Biological soil crusts inhibit seed germination in a temperate pine barren ecosystem

  • Jessica A. Gilbert, 
  • Jeffrey D. Corbin


Biological soil crusts (BSCs) are known to affect plants’ germination and seedling establishment in arid ecosystems, but their ecological role in more mesic climates is not so well-known. We tested the effects of moss-crusted versus uncrusted soils on seed germination dynamics in a temperate pine barren ecosystem. We conducted a 35-day laboratory assay of seed germination on moss-crusted soils versus uncrusted soils from the Albany (NY) Pine Bush Preserve.
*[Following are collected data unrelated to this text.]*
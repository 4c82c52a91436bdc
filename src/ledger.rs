use log::{info, warn};

use crate::config::{DEFAULT_BALANCE, DEFAULT_GOAL};
use crate::form::FormError;
use crate::model::Expense;
use crate::storage::Repository;

/// In-memory record store: the expense list, account balance and monthly goal.
///
/// Expenses are kept newest-insertion-first; the date field plays no part in
/// the ordering. Each mutator persists only the key it touched.
#[derive(Clone, Debug, PartialEq)]
pub struct Ledger {
    expenses: Vec<Expense>,
    balance: f64,
    goal: f64,
}

impl Default for Ledger {
    fn default() -> Self {
        Ledger {
            expenses: Vec::new(),
            balance: DEFAULT_BALANCE,
            goal: DEFAULT_GOAL,
        }
    }
}

impl Ledger {
    pub fn load(repo: &Repository) -> Self {
        let ledger = Ledger {
            expenses: repo.load_expenses(),
            balance: repo.load_balance(),
            goal: repo.load_goal(),
        };
        info!(
            "loaded {} expenses, balance {}, goal {}",
            ledger.expenses.len(),
            ledger.balance,
            ledger.goal
        );
        ledger
    }

    pub fn expenses(&self) -> &[Expense] {
        &self.expenses
    }

    pub fn balance(&self) -> f64 {
        self.balance
    }

    pub fn goal(&self) -> f64 {
        self.goal
    }

    pub fn add_expense(&mut self, expense: Expense, repo: &Repository) {
        info!(
            "adding expense {} ({} {})",
            expense.id, expense.amount, expense.category
        );
        self.expenses.insert(0, expense);
        if let Err(err) = repo.save_expenses(&self.expenses) {
            warn!("expense list not persisted: {}", err);
        }
    }

    pub fn set_goal(&mut self, goal: f64, repo: &Repository) -> Result<(), FormError> {
        if !goal.is_finite() || goal <= 0.0 {
            return Err(FormError::InvalidAmount);
        }
        info!("monthly goal set to {}", goal);
        self.goal = goal;
        if let Err(err) = repo.save_goal(goal) {
            warn!("goal not persisted: {}", err);
        }
        Ok(())
    }

    pub fn set_balance(&mut self, balance: f64, repo: &Repository) -> Result<(), FormError> {
        if !balance.is_finite() || balance < 0.0 {
            return Err(FormError::InvalidAmount);
        }
        info!("account balance set to {}", balance);
        self.balance = balance;
        if let Err(err) = repo.save_balance(balance) {
            warn!("balance not persisted: {}", err);
        }
        Ok(())
    }
}

#[cfg(test)]
mod tests {
    use super::*;
    use crate::config::{EXPENSES_BACKUP_KEY, EXPENSES_KEY};
    use crate::form::parse_goal;
    use crate::model::Category;
    use crate::storage::{KeyValueStore, MemoryStore};
    use chrono::{NaiveDate, TimeZone, Utc};

    fn expense(id_secs: i64, day: u32) -> Expense {
        Expense::new(
            10.0,
            "Bus",
            Category::Transportation,
            NaiveDate::from_ymd_opt(2026, 10, day).unwrap(),
            Utc.timestamp_opt(id_secs, 0).unwrap(),
        )
    }

    #[test]
    fn new_expense_goes_to_the_head_regardless_of_date() {
        let repo = Repository::new(MemoryStore::default());
        let mut ledger = Ledger::default();
        ledger.add_expense(expense(1, 15), &repo);
        ledger.add_expense(expense(2, 1), &repo);
        ledger.add_expense(expense(3, 30), &repo);
        ledger.add_expense(expense(4, 2), &repo);

        let ids: Vec<&str> = ledger.expenses().iter().map(|e| e.id.as_str()).collect();
        assert_eq!(ids, ["4000", "3000", "2000", "1000"]);
    }

    #[test]
    fn mutations_are_mirrored_to_storage() {
        let store = MemoryStore::default();
        let repo = Repository::new(store.clone());
        let mut ledger = Ledger::load(&repo);
        ledger.add_expense(expense(1, 3), &repo);
        ledger.set_goal(750.0, &repo).unwrap();
        ledger.set_balance(4200.0, &repo).unwrap();

        let reloaded = Ledger::load(&Repository::new(store));
        assert_eq!(reloaded, ledger);
    }

    #[test]
    fn invalid_goal_leaves_goal_unchanged() {
        let repo = Repository::new(MemoryStore::default());
        let mut ledger = Ledger::default();
        assert_eq!(parse_goal("-5"), Err(FormError::InvalidAmount));
        assert_eq!(parse_goal(""), Err(FormError::InvalidAmount));
        assert_eq!(ledger.set_goal(-5.0, &repo), Err(FormError::InvalidAmount));
        assert_eq!(ledger.set_goal(f64::NAN, &repo), Err(FormError::InvalidAmount));
        assert_eq!(ledger.goal(), DEFAULT_GOAL);
        assert_eq!(repo.load_goal(), DEFAULT_GOAL);
    }

    #[test]
    fn negative_balance_is_rejected() {
        let repo = Repository::new(MemoryStore::default());
        let mut ledger = Ledger::default();
        assert_eq!(ledger.set_balance(-1.0, &repo), Err(FormError::InvalidAmount));
        assert_eq!(ledger.balance(), DEFAULT_BALANCE);
    }

    #[test]
    fn adding_after_a_partial_load_keeps_the_readable_history() {
        let raw = r#"[
            {"id":"500","amount":20.0,"description":"Groceries","category":"Food & Dining","date":"2025-01-01"},
            {"id":"600","amount":5.0,"description":"Bus","category":"Transportation","date":"2025-01-02T10:00:00Z"}
        ]"#;
        let store = MemoryStore::default().with_entry(EXPENSES_KEY, raw);
        let repo = Repository::new(store.clone());
        let mut ledger = Ledger::load(&repo);
        ledger.add_expense(expense(9, 3), &repo);

        let ids: Vec<String> = repo.load_expenses().into_iter().map(|e| e.id).collect();
        assert_eq!(ids, ["9000", "500"]);
        assert_eq!(store.get(EXPENSES_BACKUP_KEY).as_deref(), Some(raw));
    }
}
We compared total seed germination and the number of days to 50% of total germination of two herbaceous perennial forb species in each soil type. Three and five times more seeds germinated on uncrusted soil than on crusted soil for bush clover (Lespedeza capitata) and wild lupine (Lupinus perennis), respectively. Seeds of both species also germinated approximately 10 days earlier on uncrusted soil than on crusted soil. This study, and others in similar habitats, show that BSCs in mesic climates can influence germination and other early life-history stages of plants. We hope that further study of the interactions between BSCs and vascular plants in mesic climates will contribute to our understanding of the ecology of BSCs outside the arid and semiarid climates where they are more extensively studied.


A variety of biotic and abiotic factors can strongly influence the rates of seed germination and other early plant life stages that, in turn, influence plant population structure and community composition [13]. Understanding such factors, and how they vary in space and time, are critical if we are to understand ecosystem processes and resilience to disturbances [46].

The combined effects of abiotic and biotic influences on plant establishment have been demonstrated in habitats supporting biological soil crusts (BSCs) worldwide. BSCs are aggregations of cyanobacteria, algae, lichens, and bryophytes that form thin layers on soil surfaces [79]. They can play an integral role in soil stability [10, 11], soil moisture retention [12, 13], and the nitrogen cycle [14, 15]. They can also influence the vascular plant community through their impacts on seed germination and seedling survival [16]. The direction and magnitude of BSCs’ impacts on plants, however, has been shown to vary widely by plant species and crust community composition. For this reason, biocrust-plant interactions should be tested empirically rather than inferred from other studies.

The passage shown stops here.